----- SOURCE DATA -----

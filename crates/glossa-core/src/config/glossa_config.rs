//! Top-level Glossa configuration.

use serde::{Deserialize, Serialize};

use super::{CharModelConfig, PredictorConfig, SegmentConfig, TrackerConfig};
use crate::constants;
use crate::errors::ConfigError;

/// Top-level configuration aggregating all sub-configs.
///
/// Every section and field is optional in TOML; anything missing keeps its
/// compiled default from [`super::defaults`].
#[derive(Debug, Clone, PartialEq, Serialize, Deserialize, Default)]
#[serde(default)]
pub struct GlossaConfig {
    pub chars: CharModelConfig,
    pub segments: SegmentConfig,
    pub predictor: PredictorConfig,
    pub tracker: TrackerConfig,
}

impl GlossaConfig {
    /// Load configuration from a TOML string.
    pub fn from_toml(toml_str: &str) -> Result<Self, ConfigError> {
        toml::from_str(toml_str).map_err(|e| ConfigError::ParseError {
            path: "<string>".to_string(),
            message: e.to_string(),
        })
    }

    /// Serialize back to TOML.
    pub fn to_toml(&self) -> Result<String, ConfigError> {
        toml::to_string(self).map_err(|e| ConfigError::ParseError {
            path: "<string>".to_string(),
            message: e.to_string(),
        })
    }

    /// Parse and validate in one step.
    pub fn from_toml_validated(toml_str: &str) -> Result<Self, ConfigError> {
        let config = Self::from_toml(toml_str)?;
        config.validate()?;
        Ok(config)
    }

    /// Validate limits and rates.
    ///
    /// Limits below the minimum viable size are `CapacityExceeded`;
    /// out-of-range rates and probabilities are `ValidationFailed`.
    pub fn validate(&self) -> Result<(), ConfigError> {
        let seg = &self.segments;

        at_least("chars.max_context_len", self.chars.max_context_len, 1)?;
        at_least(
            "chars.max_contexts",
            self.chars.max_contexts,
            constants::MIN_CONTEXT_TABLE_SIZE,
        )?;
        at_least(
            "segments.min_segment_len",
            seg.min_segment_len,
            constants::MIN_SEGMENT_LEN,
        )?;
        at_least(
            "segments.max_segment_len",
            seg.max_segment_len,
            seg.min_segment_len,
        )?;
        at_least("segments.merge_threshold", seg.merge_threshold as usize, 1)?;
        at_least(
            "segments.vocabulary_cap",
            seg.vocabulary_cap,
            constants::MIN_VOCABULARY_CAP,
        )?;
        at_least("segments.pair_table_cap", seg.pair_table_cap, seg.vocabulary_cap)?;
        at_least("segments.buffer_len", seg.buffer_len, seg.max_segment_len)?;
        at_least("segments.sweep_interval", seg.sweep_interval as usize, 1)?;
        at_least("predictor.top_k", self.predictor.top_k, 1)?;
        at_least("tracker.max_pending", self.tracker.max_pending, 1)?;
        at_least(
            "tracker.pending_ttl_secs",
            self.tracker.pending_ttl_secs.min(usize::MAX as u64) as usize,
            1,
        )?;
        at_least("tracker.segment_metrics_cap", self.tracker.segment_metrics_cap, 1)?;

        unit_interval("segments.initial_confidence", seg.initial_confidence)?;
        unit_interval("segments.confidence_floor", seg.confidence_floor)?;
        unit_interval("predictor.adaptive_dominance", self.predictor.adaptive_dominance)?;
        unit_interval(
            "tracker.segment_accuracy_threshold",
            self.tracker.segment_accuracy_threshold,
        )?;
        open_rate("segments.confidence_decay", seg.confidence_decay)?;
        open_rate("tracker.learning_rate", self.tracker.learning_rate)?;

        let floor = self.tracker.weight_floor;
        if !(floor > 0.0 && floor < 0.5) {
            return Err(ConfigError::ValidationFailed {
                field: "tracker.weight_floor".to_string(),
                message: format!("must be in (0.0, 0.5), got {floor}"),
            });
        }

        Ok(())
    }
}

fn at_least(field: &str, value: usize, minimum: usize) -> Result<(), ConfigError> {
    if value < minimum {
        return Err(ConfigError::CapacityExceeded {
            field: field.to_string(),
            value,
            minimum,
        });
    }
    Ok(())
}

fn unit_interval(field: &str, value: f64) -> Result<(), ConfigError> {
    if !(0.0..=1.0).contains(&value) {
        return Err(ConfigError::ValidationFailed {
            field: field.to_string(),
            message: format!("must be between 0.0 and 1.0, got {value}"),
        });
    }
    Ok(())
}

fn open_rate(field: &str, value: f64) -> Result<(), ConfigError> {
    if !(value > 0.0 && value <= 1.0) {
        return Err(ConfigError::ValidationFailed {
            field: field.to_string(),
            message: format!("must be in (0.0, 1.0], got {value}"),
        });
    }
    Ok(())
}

-----

PROBLEM TO SOLVE: Copy all data exactly, start to finish.

REPLY:
filename crates/glossa-core/src/config/glossa_config.rs
//! Top-level Glossa configuration.

use serde::{Deserialize, Serialize};

use super::{CharModelConfig, PredictorConfig, SegmentConfig, TrackerConfig};
use crate::constants;
use crate::errors::ConfigError;

/// Top-level configuration aggregating all sub-configs.
///
/// Every section and field is optional in TOML; anything missing keeps its
/// compiled default from [`super::defaults`].
#[derive(Debug, Clone, PartialEq, Serialize, Deserialize, Default)]
#[serde(default)]
pub struct GlossaConfig {
    pub chars: CharModelConfig,
    pub segments: SegmentConfig,
    pub predictor: PredictorConfig,
    pub tracker: TrackerConfig,
}

impl GlossaConfig {
    /// Load configuration from a TOML string.
    pub fn from_toml(toml_str: &str) -> Result<Self, ConfigError> {
        toml::from_str(toml_str).map_err(|e| ConfigError::ParseError {
            path: "<string>".to_string(),
            message: e.to_string(),
        })
    }

    /// Serialize back to TOML.
    pub fn to_toml(&self) -> Result<String, ConfigError> {
        toml::to_string(self).map_err(|e| ConfigError::ParseError {
            path: "<string>".to_string(),
            message: e.to_string(),
        })
    }

    /// Parse and validate in one step.
    pub fn from_toml_validated(toml_str: &str) -> Result<Self, ConfigError> {
        let config = Self::from_toml(toml_str)?;
        config.validate()?;
        Ok(config)
    }

    /// Validate limits and rates.
    ///
    /// Limits below the minimum viable size are `CapacityExceeded`;
    /// out-of-range rates and probabilities are `ValidationFailed`.
    pub fn validate(&self) -> Result<(), ConfigError> {
        let seg = &self.segments;

        at_least("chars.max_context_len", self.chars.max_context_len, 1)?;
        at_least(
            "chars.max_contexts",
            self.chars.max_contexts,
            constants::MIN_CONTEXT_TABLE_SIZE,
        )?;
        at_least(
            "segments.min_segment_len",
            seg.min_segment_len,
            constants::MIN_SEGMENT_LEN,
        )?;
        at_least(
            "segments.max_segment_len",
            seg.max_segment_len,
            seg.min_segment_len,
        )?;
        at_least("segments.merge_threshold", seg.merge_threshold as usize, 1)?;
        at_least(
            "segments.vocabulary_cap",
            seg.vocabulary_cap,
            constants::MIN_VOCABULARY_CAP,
        )?;
        at_least("segments.pair_table_cap", seg.pair_table_cap, seg.vocabulary_cap)?;
        at_least("segments.buffer_len", seg.buffer_len, seg.max_segment_len)?;
        at_least("segments.sweep_interval", seg.sweep_interval as usize, 1)?;
        at_least("predictor.top_k", self.predictor.top_k, 1)?;
        at_least("tracker.max_pending", self.tracker.max_pending, 1)?;
        at_least(
            "tracker.pending_ttl_secs",
            self.tracker.pending_ttl_secs.min(usize::MAX as u64) as usize,
            1,
        )?;
        at_least("tracker.segment_metrics_cap", self.tracker.segment_metrics_cap, 1)?;

        unit_interval("segments.initial_confidence", seg.initial_confidence)?;
        unit_interval("segments.confidence_floor", seg.confidence_floor)?;
        unit_interval("predictor.adaptive_dominance", self.predictor.adaptive_dominance)?;
        unit_interval(
            "tracker.segment_accuracy_threshold",
            self.tracker.segment_accuracy_threshold,
        )?;
        open_rate("segments.confidence_decay", seg.confidence_decay)?;
        open_rate("tracker.learning_rate", self.tracker.learning_rate)?;

        let floor = self.tracker.weight_floor;
        if !(floor > 0.0 && floor < 0.5) {
            return Err(ConfigError::ValidationFailed {
                field: "tracker.weight_floor".to_string(),
                message: format!("must be in (0.0, 0.5), got {floor}"),
            });
        }

        Ok(())
    }
}

fn at_least(field: &str, value: usize, minimum: usize) -> Result<(), ConfigError> {
    if value < minimum {
        return Err(ConfigError::CapacityExceeded {
            field: field.to_string(),
            value,
            minimum,
        });
    }
    Ok(())
}

fn unit_interval(field: &str, value: f64) -> Result<(), ConfigError> {
    if !(0.0..=1.0).contains(&value) {
        return Err(ConfigError::ValidationFailed {
            field: field.to_string(),
            message: format!("must be between 0.0 and 1.0, got {value}"),
        });
    }
    Ok(())
}

fn open_rate(field: &str, value: f64) -> Result<(), ConfigError> {
    if !(value > 0.0 && value <= 1.0) {
        return Err(ConfigError::ValidationFailed {
            field: field.to_string(),
            message: format!("must be in (0.0, 1.0], got {value}"),
        });
    }
    Ok(())
}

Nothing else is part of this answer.